At the age of 23, he became Intendant of Colchagua. His active intervention in rigging elections in favor of the conservatives made him into the principal target of the opposition. Two years later, he was asked to resign by his superiors. His refusal sparked his destitution by Manuel Montt. At that point, he joined Montt's opposition and joined the liberal party, participating actively in the 1851 revolution. In 1856, during the clash between the government and the church due to the "verger problem" he joined the opposition to the church, a position that would eventually carry to the extreme during his administration.

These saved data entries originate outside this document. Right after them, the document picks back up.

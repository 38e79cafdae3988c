#![allow(dead_code)]

use async_trait::async_trait;
use chrono::NaiveDate;
use serde_json::{json, Value};
use std::collections::HashMap;
use std::sync::Mutex;
use std::time::Duration;
use vcphunter::domain::error::HunterError;
use vcphunter::domain::universe::UniverseEntry;
use vcphunter::ports::data_port::{DataPort, Dataset};

pub struct MockDataPort {
    pub rows: HashMap<(Dataset, String), Vec<Value>>,
    pub errors: HashMap<(Dataset, String), String>,
    pub delays: HashMap<String, Duration>,
    pub requests: Mutex<Vec<(Dataset, String, NaiveDate)>>,
}

impl MockDataPort {
    pub fn new() -> Self {
        Self {
            rows: HashMap::new(),
            errors: HashMap::new(),
            delays: HashMap::new(),
            requests: Mutex::new(Vec::new()),
        }
    }

    pub fn with_rows(mut self, dataset: Dataset, symbol: &str, rows: Vec<Value>) -> Self {
        self.rows.insert((dataset, symbol.to_string()), rows);
        self
    }

    pub fn with_prices(self, symbol: &str, closes: &[f64]) -> Self {
        self.with_rows(Dataset::StockPrice, symbol, price_rows(closes, 1_000_000.0))
    }

    pub fn with_error(mut self, dataset: Dataset, symbol: &str, reason: &str) -> Self {
        self.errors
            .insert((dataset, symbol.to_string()), reason.to_string());
        self
    }

    pub fn with_delay(mut self, symbol: &str, delay: Duration) -> Self {
        self.delays.insert(symbol.to_string(), delay);
        self
    }

    pub fn requests_for(&self, dataset: Dataset, symbol: &str) -> Vec<NaiveDate> {
        self.requests
            .lock()
            .unwrap()
            .iter()
            .filter(|(d, s, _)| *d == dataset && s == symbol)
            .map(|(_, _, date)| *date)
            .collect()
    }
}

#[async_trait]
impl DataPort for MockDataPort {
    async fn fetch_dataset(
        &self,
        dataset: Dataset,
        symbol: &str,
        start_date: NaiveDate,
    ) -> Result<Vec<Value>, HunterError> {
        self.requests
            .lock()
            .unwrap()
            .push((dataset, symbol.to_string(), start_date));

        if let Some(delay) = self.delays.get(symbol) {
            tokio::time::sleep(*delay).await;
        }
        let key = (dataset, symbol.to_string());
        if let Some(reason) = self.errors.get(&key) {
            return Err(HunterError::Http {
                reason: reason.clone(),
            });
        }
        Ok(self.rows.get(&key).cloned().unwrap_or_default())
    }
}

pub fn date(y: i32, m: u32, d: u32) -> NaiveDate {
    NaiveDate::from_ymd_opt(y, m, d).unwrap()
}

pub const AS_OF: (i32, u32, u32) = (2024, 6, 28);

pub fn as_of() -> NaiveDate {
    date(AS_OF.0, AS_OF.1, AS_OF.2)
}

/// Price rows on consecutive days ending at `as_of()`, high/low one point off close.
pub fn price_rows(closes: &[f64], shares: f64) -> Vec<Value> {
    let first = as_of() - chrono::Duration::days(closes.len() as i64 - 1);
    closes
        .iter()
        .enumerate()
        .map(|(i, &close)| {
            json!({
                "date": (first + chrono::Duration::days(i as i64)).format("%Y-%m-%d").to_string(),
                "stock_id": "TEST",
                "Trading_Volume": shares,
                "open": close,
                "max": close + 1.0,
                "min": close - 1.0,
                "close": close,
            })
        })
        .collect()
}

pub fn rising(count: usize, start: f64, step: f64) -> Vec<f64> {
    (0..count).map(|i| start + step * i as f64).collect()
}

pub fn flow_row(name: &str, buy: f64, sell: f64) -> Value {
    json!({ "date": "2024-06-27", "stock_id": "TEST", "name": name, "buy": buy, "sell": sell })
}

pub fn revenue_row(year: i32, month: u32, revenue: f64) -> Value {
    json!({
        "date": format!("{:04}-{:02}-10", year, month),
        "stock_id": "TEST",
        "country": "Taiwan",
        "revenue": revenue,
        "revenue_month": month,
        "revenue_year": year,
    })
}

pub fn entry(symbol: &str) -> UniverseEntry {
    UniverseEntry::new(symbol, &format!("Name {symbol}"), "Test")
}
//! Bounds-checked binary reader over byte slices.
//!
//! [`BinaryReader`] walks a borrowed buffer with a cursor. Every read checks
//! the remaining length first, so truncated input surfaces as
//! [`Error::UnexpectedEof`] instead of a panic.

use zerocopy::FromBytes;

use crate::{Error, Result};

/// A cursor over a byte slice that reads little-endian values without copying.
///
/// # Example
///
/// ```
/// use ddsloader_common::BinaryReader;
///
/// let data = [b'D', b'D', b'S', b' ', 0x7C, 0x00, 0x00, 0x00];
/// let mut reader = BinaryReader::new(&data);
///
/// reader.expect_magic(b"DDS ").unwrap();
/// assert_eq!(reader.read_u32().unwrap(), 124);
/// assert!(reader.is_empty());
/// ```
#[derive(Debug, Clone)]
pub struct BinaryReader<'a> {
    data: &'a [u8],
    position: usize,
}

impl<'a> BinaryReader<'a> {
    /// Create a new reader from a byte slice.
    #[inline]
    pub const fn new(data: &'a [u8]) -> Self {
        Self { data, position: 0 }
    }

    /// Current position in the buffer.
    #[inline]
    pub const fn position(&self) -> usize {
        self.position
    }

    /// Number of bytes left to read.
    #[inline]
    pub const fn remaining(&self) -> usize {
        self.data.len().saturating_sub(self.position)
    }

    /// Check if there are no more bytes to read.
    #[inline]
    pub const fn is_empty(&self) -> bool {
        self.position >= self.data.len()
    }

    /// Peek at bytes without advancing the position.
    #[inline]
    pub fn peek_bytes(&self, count: usize) -> Result<&'a [u8]> {
        if self.remaining() < count {
            return Err(Error::UnexpectedEof {
                needed: count,
                available: self.remaining(),
            });
        }
        Ok(&self.data[self.position..self.position + count])
    }

    /// Read bytes and advance the position.
    #[inline]
    pub fn read_bytes(&mut self, count: usize) -> Result<&'a [u8]> {
        let bytes = self.peek_bytes(count)?;
        self.position += count;
        Ok(bytes)
    }

    /// Read a little-endian u32.
    #[inline]
    pub fn read_u32(&mut self) -> Result<u32> {
        let bytes = self.read_bytes(4)?;
        Ok(u32::from_le_bytes([bytes[0], bytes[1], bytes[2], bytes[3]]))
    }

    /// Peek at a little-endian u32 without advancing.
    #[inline]
    pub fn peek_u32(&self) -> Result<u32> {
        let bytes = self.peek_bytes(4)?;
        Ok(u32::from_le_bytes([bytes[0], bytes[1], bytes[2], bytes[3]]))
    }

    /// Read a fixed-layout struct.
    ///
    /// The struct must implement `FromBytes` from the zerocopy crate.
    #[inline]
    pub fn read_struct<T: FromBytes>(&mut self) -> Result<T> {
        let size = std::mem::size_of::<T>();
        let bytes = self.read_bytes(size)?;
        T::read_from_bytes(bytes).map_err(|_| Error::UnexpectedEof {
            needed: size,
            available: bytes.len(),
        })
    }

    /// Consume `expected.len()` bytes and check them against `expected`.
    pub fn expect_magic(&mut self, expected: &[u8]) -> Result<()> {
        let actual = self.read_bytes(expected.len())?;
        if actual != expected {
            return Err(Error::InvalidMagic {
                expected: expected.to_vec(),
                actual: actual.to_vec(),
            });
        }
        Ok(())
    }
}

In 1858, he was elected to the lower house of congress and a year later, he was forced into exile in Europe as a result of the 1859 revolution. After his return, he remained aloof from politics. He became an attorney of the Appellate Court of Santiago. During the Chincha Islands War, he became a champion for Americanism and his articles made him a public figure. After the war, he returned to politics as member of the lower house, raising to become vice-president of the chamber. He was also a diplomat and was named full member of the Appellate Court and a State Counsellor. In March 1879, he was elected senator. When the War of the Pacific broke out, he was named Minister of Foreign Affairs and soon after, Minister of the Interior. From that position, he had almost total control over the direction of the war and as such became one of the main people responsible for the victory.
At this point in Santa María's career, he became the natural heir to President Pinto. Although General Manuel Baquedano was also touted as a candidate, Baquedano's resignation left Santa María as the consensus candidate. He was elected president in 1881.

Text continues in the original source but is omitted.